Remap Affected Regions
Use it or lose it reigns king in post-op land. But how can we get this gentleman to use his arm while respecting the passive-only barrier?
Here is where I love graded motor imagery the most. The shoulder’s motor pathways can still run while the repair stays intact.
He ended up blowing this stage out of the park, so once we went through all the different challenges this program allows we went straight to explicit motor imagery.
I asked our guy to visualize what his shoulder looked like without the brace first. Once he was able to do this, I had him imagine moving his arm in various movement planes, to progress to envisioning ADL performance with his affected extremity.
In the clinic, I would teach him push/pull movement on his left arm while he imagined performing those actions on his right.
Once he mastered imagery, we began to implement mirror box therapy.
We first started out by just watching him move his “right” arm in the mirror, which he said was very freaky.
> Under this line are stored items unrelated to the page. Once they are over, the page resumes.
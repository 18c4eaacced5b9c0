use std::path::Path;

use chrono::NaiveDate;

use crate::error::{CoercionError, Result};
use crate::platforms::Platform;

/// One uploaded spreadsheet, held in memory for the duration of a batch.
#[derive(Debug, Clone)]
pub struct RawUpload {
    pub file_name: String,
    pub content: Vec<u8>,
    pub platform_tag: String,
}

impl RawUpload {
    pub fn from_path(path: &Path, platform_tag: &str) -> Result<Self> {
        let content = std::fs::read(path)?;
        let file_name = path
            .file_name()
            .and_then(|n| n.to_str())
            .unwrap_or_default()
            .to_string();
        Ok(Self {
            file_name,
            content,
            platform_tag: platform_tag.to_string(),
        })
    }
}

/// The store + sub-account a file's income belongs to.
#[derive(Debug, Clone, PartialEq, Eq)]
pub struct StoreIdentity {
    pub store_name: String,
    pub account_name: String,
}

impl StoreIdentity {
    pub fn new(store_name: &str, account_name: &str) -> Self {
        Self {
            store_name: store_name.trim().to_string(),
            account_name: account_name.trim().to_string(),
        }
    }

    pub fn store_account_id(&self) -> String {
        format!("{}_{}", self.store_name, self.account_name)
    }
}

#[derive(Debug, Clone, PartialEq)]
pub struct NormalizedRow {
    pub date: NaiveDate,
    pub net_income: f64,
}

#[derive(Debug, Clone)]
pub struct ProcessedFile {
    pub file_name: String,
    pub platform: Platform,
    pub store: StoreIdentity,
    pub store_account_id: String,
    pub rows: Vec<NormalizedRow>,
    pub coercions: Vec<CoercionError>,
    pub checksum: String,
}

impl ProcessedFile {
    pub fn total(&self) -> f64 {
        self.rows.iter().map(|r| r.net_income).sum()
    }

    pub fn date_range(&self) -> Option<(NaiveDate, NaiveDate)> {
        let first = self.rows.first()?.date;
        let last = self.rows.last()?.date;
        Some((first, last))
    }
}

/// Flattened, store-tagged row ready for upsert.
#[derive(Debug, Clone, PartialEq)]
pub struct IncomeRow {
    pub store_account_id: String,
    pub store_name: String,
    pub account_name: String,
    pub date: NaiveDate,
    pub net_income: f64,
}

#[derive(Debug, Clone)]
pub struct IncomeRecord {
    pub unique_id: String,
    pub tenant: String,
    pub date: NaiveDate,
    pub store_account_id: String,
    pub store_name: String,
    pub account_name: String,
    pub net_income: f64,
}

#[derive(Debug, Clone)]
pub struct UploadRecord {
    pub file_name: String,
    pub platform: String,
    pub store_account_id: String,
    pub record_count: i64,
    pub date_range_start: Option<NaiveDate>,
    pub date_range_end: Option<NaiveDate>,
    pub checksum: String,
    pub uploaded_at: String,
}
use comfy_table::{Cell, Table};

use crate::cli::open_db;
use crate::error::Result;
use crate::models::UploadRecord;
use crate::store::list_uploads;

pub(crate) fn uploads_table(uploads: &[UploadRecord]) -> Table {
    let mut table = Table::new();
    table.set_header(vec!["Uploaded", "File", "Platform", "Store", "Days", "Range", "Checksum"]);
    for u in uploads {
        let range = match (u.date_range_start, u.date_range_end) {
            (Some(start), Some(end)) => format!("{start} to {end}"),
            _ => "-".to_string(),
        };
        table.add_row(vec![
            Cell::new(&u.uploaded_at),
            Cell::new(&u.file_name),
            Cell::new(&u.platform),
            Cell::new(&u.store_account_id),
            Cell::new(u.record_count),
            Cell::new(range),
            Cell::new(u.checksum.get(..12).unwrap_or(&u.checksum)),
        ]);
    }
    table
}

pub fn run(tenant: &str, limit: usize) -> Result<()> {
    let conn = open_db()?;
    let uploads = list_uploads(&conn, tenant, limit)?;
    if uploads.is_empty() {
        println!("No uploads yet for {tenant}.");
        return Ok(());
    }
    println!("Upload History\n{}", uploads_table(&uploads));
    Ok(())
}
Despite the freakiness, it blew him away how much this technique reduced his pain and stiffness.
Once he could do basic movements no problem, we had him work on push/pull movements using his left hand while watching his “right”arm.
His most challenging piece? Open loop arm movements. This task was a beast for his mind:
Combining GMI with working the non-affected extremity tremendously expedited re-learning basic movements on his affected extremity as we progressed later into postoperative care.
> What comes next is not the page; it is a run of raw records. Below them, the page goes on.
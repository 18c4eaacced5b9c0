pub mod export;
pub mod history;
pub mod import;
pub mod init;
pub mod report;
pub mod status;

use chrono::NaiveDate;
use clap::{Parser, Subcommand};
use rusqlite::Connection;

use crate::db::get_connection;
use crate::error::{MarketbookError, Result};
use crate::settings::db_path;

pub(crate) fn parse_date(value: &str) -> Result<NaiveDate> {
    NaiveDate::parse_from_str(value.trim(), "%Y-%m-%d")
        .map_err(|_| MarketbookError::InvalidInput(format!("expected a date as YYYY-MM-DD, got '{value}'")))
}

pub(crate) fn parse_date_opt(value: Option<&str>) -> Result<Option<NaiveDate>> {
    value.map(parse_date).transpose()
}

/// First day of a `YYYY-MM` month.
pub(crate) fn parse_month(value: &str) -> Result<NaiveDate> {
    NaiveDate::parse_from_str(&format!("{}-01", value.trim()), "%Y-%m-%d")
        .map_err(|_| MarketbookError::InvalidInput(format!("expected a month as YYYY-MM, got '{value}'")))
}

/// Open the configured database, refusing to create one outside `init`.
pub(crate) fn open_db() -> Result<Connection> {
    let path = db_path();
    if !path.exists() {
        return Err(MarketbookError::Settings(format!(
            "No database found at {}. Run `marketbook init` first.",
            path.display()
        )));
    }
    get_connection(&path)
}

#[derive(Parser)]
#[command(
    name = "marketbook",
    about = "Normalize marketplace settlement spreadsheets into daily store income."
)]
pub struct Cli {
    /// Tenant the command acts for (default: the one saved by `init`)
    #[arg(long, global = true)]
    pub tenant: Option<String>,

    /// Log more to stderr (-v info, -vv debug)
    #[arg(short, long, action = clap::ArgAction::Count, global = true)]
    pub verbose: u8,

    #[command(subcommand)]
    pub command: Commands,
}

#[derive(Subcommand)]
pub enum Commands {
    /// Choose a data directory, save the tenant and initialize the database.
    Init {
        /// Path for marketbook data (default: ~/Documents/marketbook)
        #[arg(long = "data-dir")]
        data_dir: Option<String>,
    },
    /// Parse settlement spreadsheets and save daily income per store.
    Import {
        /// Shopee, Tokopedia or TikTok settlement files (.xlsx/.xls)
        #[arg(required = true)]
        files: Vec<String>,
        /// Store for one file: FILE=STORE/ACCOUNT (repeatable)
        #[arg(long = "assign", value_name = "FILE=STORE/ACCOUNT")]
        assign: Vec<String>,
        /// Store name for files without an --assign
        #[arg(long, requires = "account")]
        store: Option<String>,
        /// Account name for files without an --assign
        #[arg(long, requires = "store")]
        account: Option<String>,
        /// Platform for every file: shopee, tokopedia, tiktok (default: the store name)
        #[arg(long)]
        platform: Option<String>,
        /// Parse and summarize without saving
        #[arg(long = "dry-run")]
        dry_run: bool,
    },
    /// Income reports.
    Report {
        #[command(subcommand)]
        command: ReportCommands,
    },
    /// Export income records to CSV.
    Export {
        /// Output file path
        #[arg(long)]
        output: String,
        /// Filter by store account id (STORE_ACCOUNT)
        #[arg(long)]
        store: Option<String>,
        /// Start date: YYYY-MM-DD
        #[arg(long = "from")]
        from_date: Option<String>,
        /// End date: YYYY-MM-DD
        #[arg(long = "to")]
        to_date: Option<String>,
    },
    /// Show settings, database summary and recent uploads.
    Status,
    /// List uploaded files, newest first.
    History {
        /// Number of uploads to show
        #[arg(long, default_value = "20")]
        limit: usize,
    },
}

#[derive(Subcommand)]
pub enum ReportCommands {
    /// Net income per day across all stores.
    Total {
        /// Start date: YYYY-MM-DD
        #[arg(long = "from")]
        from_date: String,
        /// End date: YYYY-MM-DD
        #[arg(long = "to")]
        to_date: String,
    },
    /// Net income per day per store.
    Stores {
        #[arg(long = "from")]
        from_date: String,
        #[arg(long = "to")]
        to_date: String,
        /// Store account id to include (repeatable; default: all)
        #[arg(long = "store")]
        stores: Vec<String>,
    },
    /// Each store's month against another month.
    Monthly {
        /// Month: YYYY-MM
        #[arg(long)]
        month: String,
        /// Month to compare against (default: the month before)
        #[arg(long)]
        compare: Option<String>,
    },
    /// Each store's day against the day before.
    Daily {
        /// Day: YYYY-MM-DD (default: today)
        #[arg(long)]
        date: Option<String>,
    },
    /// Each store's day against the same day 30 days earlier.
    Today {
        /// Day: YYYY-MM-DD (default: today)
        #[arg(long)]
        date: Option<String>,
    },
    /// Each store's quarter against the quarter before.
    Quarterly {
        /// Year, e.g. 2024
        #[arg(long)]
        year: i32,
        /// Quarter: 1-4
        #[arg(long, value_parser = clap::value_parser!(u32).range(1..=4))]
        quarter: u32,
    },
    /// Income per month and per quarter of a year.
    Yearly {
        /// Year, e.g. 2024
        #[arg(long)]
        year: i32,
    },
    /// Every stored income record.
    Income {
        /// Filter by store account id
        #[arg(long)]
        store: Option<String>,
        /// Newest first
        #[arg(long)]
        desc: bool,
    },
    /// Stored date range and store accounts.
    Range,
}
Challenge the Aerobic System
Our guy is in his 50’s and a blue collar worker, so we aren’t getting super wild and crazy here.
Day one we emphasized nice easy walking 20-30 minutes per day to increase circulation and promote healing.
Clinic-wise, we taught him squatting, deadlifting, pressing, and rowing. To emphasize the aerobic system, we kept things at tempo pace to emphasize slow-twitch hypertrophy and aerobic development.
2-4 sets of 10-12 reps
Pace 3 second eccentric—no pause—3 second concentric. I tell patients to say this mantra slowly – Screw…you…Zac (eccentric) Screw…you…Zac (concentric). This mantra also helps boost the immune system because patients find it funny. Two points for me!
30-40 seconds rests between sets.
Later Rehab Stages
The later rehab stages look somewhat similar to typical fare, though I do not emphasize isolated strengthening so much.
Once the active assist/active unresisted phase is allowed, we switch to that stuff. Shoulder remapping becomes a greater active process, so most of GMI is stopped. Let’s get him moving.
Our program also shifts toward him using his right extremity to aide in variability restoration. He has limited flexion, so I like a doorway lat stretch:
[side note: amazing that most comments I’ve heard on this vid involve my glutes and not the technique. Upon reflection of most of my life, this probably is not as surprising]
I also like him doing unresisted reaching:
We still emphasize challenging the aerobic system and the unaffected extremities, but this usually accounts for about 20% of the session at this time.
Once we can start resistance training the extremity, we keep things simple. I like push/pull movements and static/dynamic motor control exercises. So we teach our guys armbars, get-ups, carries, crawling, etc.
I don’t use a whole lot of isolated cuff work during the rehab process. The cuff doesn’t really work as a prime mover, so unless the goal is cuff hypertrophy (aka gettin’ Swolebodan Milosevic), I don’t do it.
In the cases that I have scrapped cuff isolation exercises, I still saw manual muscle testing improve just the same. So let’s teach the cuff to be a cuff.
We finish the rehab process by making it look a lot more like fitness. By the end, the hope is to have system variability restored, local mobility in the clear, and strength up to snuff. Teach your guys and gals the basic movements and emphasize patient-specific functional activities, and you are in the clear.
That’s where I am right now with upper quadrant post-operative care. There is a lot that these folks can be doing, and my challenge to you is to make those early stages of rehab some of the most exciting for the patient.